First, ICON asserts that because North Carolina is an at-will employment state, a state court would necessarily reject Warfield’s asserted wrongful termination without just cause claim. ICON cites a series of cases holding that North Carolina has a strong presumption of at-will employment. The problem for ICON is that Warfield has cited Paine Webber, Inc. v. Agron, 49 F.3d 347 (8th Cir. 1995), and Shearson Hayden Stone, Inc. v. Liang, 653 F.2d 310 (7th Cir. 1981), as holding that the presence of an arbitrability clause governing an employment dispute implies for-cause termination protections, notwithstanding a state law at-will doctrine to the contrary.

This court expresses no opinion on the persuasiveness of these decisions; the point is that they exist, and Warfield presented them to the arbitrators. ICON has not cited, either to the arbitrators or to this court, any North Carolina case rejecting the specific proposition that the arbitrability of an employment relationship implies for-cause protections. This court has previously explained that in the absence of clearly on-point and controlling precedent, the fact that courts disagree on a particular legal question weighs against second-guessing an arbitrator’s award.

In the manifest disregard context, it is not this court’s role to predict whether North Carolina courts would reject the theory embraced in these decisions that arbitrability implies for-cause protection. The fact is that to date, they have not. And therefore, North Carolina’s at-will doctrine cannot provide the “binding precedent requiring a contrary result” necessary to demonstrate that the arbitrators manifestly disregarded the law.

ICON also argues that this court’s decision in Raymond James Financial Services, Inc. v. Bishop, 596 F.3d 183 (4th Cir. 2010), affirmatively rejected the decisions relied upon by Warfield, such that the arbitrators disregarded clearly established controlling law. Even assuming that a federal court could theoretically establish controlling precedent on state law for purposes of the manifest disregard inquiry, Raymond James was not such a holding.

Moreover, even if ICON established to this court’s satisfaction that, under North Carolina law, courts would not recognize Warfield’s wrongful termination without just cause claim, this prong of the manifest disregard analysis requires something more than merely establishing that the arbitrators misapplied the law; instead, it requires evidence that they knowingly rejected a controlling precedent.

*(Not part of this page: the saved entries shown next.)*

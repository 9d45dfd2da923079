use crate::garmin::Activity;
use anyhow::Result;
use sanitize_filename::sanitize;
use std::path::{Path, PathBuf};
use tokio::fs;
use tracing::info;

/// Keeps a copy of every downloaded archive and its extracted payload on disk.
/// Optional: the pipeline uploads whether or not saving works.
pub struct ArtifactStore {
    dir: PathBuf,
}

#[derive(Debug)]
pub struct SavedArtifacts {
    pub archive_path: PathBuf,
    pub payload_path: PathBuf,
}

impl ArtifactStore {
    pub fn new(dir: &Path) -> Self {
        Self {
            dir: dir.to_path_buf(),
        }
    }

    pub fn dir(&self) -> &Path {
        &self.dir
    }

    pub async fn save(&self, activity: &Activity, archive: &[u8], payload: &[u8]) -> Result<SavedArtifacts> {
        fs::create_dir_all(&self.dir).await?;

        let stem = artifact_stem(activity);
        let archive_path = self.dir.join(format!("{stem}.zip"));
        let payload_path = self.dir.join(format!("{stem}.fit"));

        fs::write(&archive_path, archive).await?;
        info!("Saved archive: {}", archive_path.display());
        fs::write(&payload_path, payload).await?;
        info!("Saved FIT file: {}", payload_path.display());

        Ok(SavedArtifacts {
            archive_path,
            payload_path,
        })
    }
}

fn artifact_stem(activity: &Activity) -> String {
    format!(
        "{}_{}_{}",
        activity.start_time.format("%Y%m%d_%H%M%S"),
        sanitize(activity.id.as_str()),
        sanitize(&activity.activity_type)
    )
}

In this case, ICON did make the arbitrators aware of North Carolina’s presumption of at-will employment and of Raymond James. But if there is a North Carolina case rejecting the AgronLiang theory, ICON never cited that precedent to the arbitrators (or to this court, for that matter). ICON therefore cannot establish manifest disregard because even if it made the arbitrators aware of the “general[] [employment at-will] defense,” it did “not present[] any evidence” on the “specific[]” point at issue.

Moreover, the award contained no explanation of how the arbitrators determined that Warfield could bring a claim for wrongful termination without just cause. As ICON acknowledged, the parties could have requested an explained decision from the arbitrators but apparently did not do so. Of course, “arbitrators are not required to explain their reasoning.” But when arbitrators do not provide any explanation, the court cannot simply impute manifest disregard.

Reversed.

Warfield v. ICON Advisors Inc., Case No. 20-1690, Feb. 24, 2022. 4th Cir. (Motz), from WDNC at Charlotte (Mullen). Christopher S. Edwards for Appellant. Jonathan Woodward Yarbrough for Appellee. VLW 022-2-052. 13 pp.